▶ **Data for this exercise**:
[Start of section]

//! Compose driver error types.

use std::path::PathBuf;
use thiserror::Error;

/// Result type for compose operations.
pub type ComposeResult<T> = Result<T, ComposeError>;

/// Errors from the descriptor model and the container runtime driver.
#[derive(Debug, Error)]
pub enum ComposeError {
    #[error("no container runtime found: install Docker with the compose plugin, or docker-compose")]
    RuntimeNotFound,

    #[error("compose file not found: {0}")]
    FileNotFound(PathBuf),

    #[error("invalid compose file: {0}")]
    Invalid(String),

    #[error("unknown service: {0}")]
    UnknownService(String),

    #[error("invalid port mapping: {0}")]
    InvalidPort(String),

    #[error("command failed: {message}")]
    CommandFailed {
        message: String,
        stderr: Option<String>,
        exit_code: Option<i32>,
    },

    #[error("command timed out after {0} seconds")]
    Timeout(u64),

    #[error("service {0} did not reach the Up state")]
    ServiceNotUp(String),

    #[error("YAML parse error: {0}")]
    Yaml(#[from] serde_yaml::Error),

    #[error("JSON parse error: {0}")]
    Json(#[from] serde_json::Error),

    #[error("IO error: {0}")]
    Io(#[from] std::io::Error),
}

impl ComposeError {
    /// Create a command failure with captured output.
    pub fn command_failed(
        message: impl Into<String>,
        stderr: Option<String>,
        exit_code: Option<i32>,
    ) -> Self {
        Self::CommandFailed {
            message: message.into(),
            stderr,
            exit_code,
        }
    }

    /// Stderr captured from a failed command, if any.
    pub fn captured_stderr(&self) -> Option<&str> {
        match self {
            Self::CommandFailed { stderr, .. } => stderr.as_deref(),
            _ => None,
        }
    }
}
//! Container runtime driver for the MPT deployment stack.
//!
//! This crate provides:
//! - A typed model of the compose deployment descriptor
//! - Runtime discovery: the `docker compose` plugin, or standalone
//!   `docker-compose` as fallback
//! - Typed invocation building and async execution with timeouts
//! - Service status polling and in-container environment inspection

pub mod descriptor;
pub mod error;
pub mod runtime;
pub mod stack;
pub mod status;

// Re-export common types
pub use descriptor::{ComposeFile, PortMapping, Service, COMPOSE_FILE};
pub use error::{ComposeError, ComposeResult};
pub use runtime::{CommandOutput, ComposeCli, ComposeCommand, ComposeFlavor, ComposeRunner};
pub use stack::StackDriver;
pub use status::{ServiceState, ServiceStatus};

[End of section]

▶ **Work item**:
Could you repeat every record above exactly as it is written?

▶ **Result for this task**:
//! Compose driver error types.

use std::path::PathBuf;
use thiserror::Error;

/// Result type for compose operations.
pub type ComposeResult<T> = Result<T, ComposeError>;

/// Errors from the descriptor model and the container runtime driver.
#[derive(Debug, Error)]
pub enum ComposeError {
    #[error("no container runtime found: install Docker with the compose plugin, or docker-compose")]
    RuntimeNotFound,

    #[error("compose file not found: {0}")]
    FileNotFound(PathBuf),

    #[error("invalid compose file: {0}")]
    Invalid(String),

    #[error("unknown service: {0}")]
    UnknownService(String),

    #[error("invalid port mapping: {0}")]
    InvalidPort(String),

    #[error("command failed: {message}")]
    CommandFailed {
        message: String,
        stderr: Option<String>,
        exit_code: Option<i32>,
    },

    #[error("command timed out after {0} seconds")]
    Timeout(u64),

    #[error("service {0} did not reach the Up state")]
    ServiceNotUp(String),

    #[error("YAML parse error: {0}")]
    Yaml(#[from] serde_yaml::Error),

    #[error("JSON parse error: {0}")]
    Json(#[from] serde_json::Error),

    #[error("IO error: {0}")]
    Io(#[from] std::io::Error),
}

impl ComposeError {
    /// Create a command failure with captured output.
    pub fn command_failed(
        message: impl Into<String>,
        stderr: Option<String>,
        exit_code: Option<i32>,
    ) -> Self {
        Self::CommandFailed {
            message: message.into(),
            stderr,
            exit_code,
        }
    }

    /// Stderr captured from a failed command, if any.
    pub fn captured_stderr(&self) -> Option<&str> {
        match self {
            Self::CommandFailed { stderr, .. } => stderr.as_deref(),
            _ => None,
        }
    }
}
//! Container runtime driver for the MPT deployment stack.
//!
//! This crate provides:
//! - A typed model of the compose deployment descriptor
//! - Runtime discovery: the `docker compose` plugin, or standalone
//!   `docker-compose` as fallback
//! - Typed invocation building and async execution with timeouts
//! - Service status polling and in-container environment inspection

pub mod descriptor;
pub mod error;
pub mod runtime;
pub mod stack;
pub mod status;

// Re-export common types
pub use descriptor::{ComposeFile, PortMapping, Service, COMPOSE_FILE};
pub use error::{ComposeError, ComposeResult};
pub use runtime::{CommandOutput, ComposeCli, ComposeCommand, ComposeFlavor, ComposeRunner};
pub use stack::StackDriver;
pub use status::{ServiceState, ServiceStatus};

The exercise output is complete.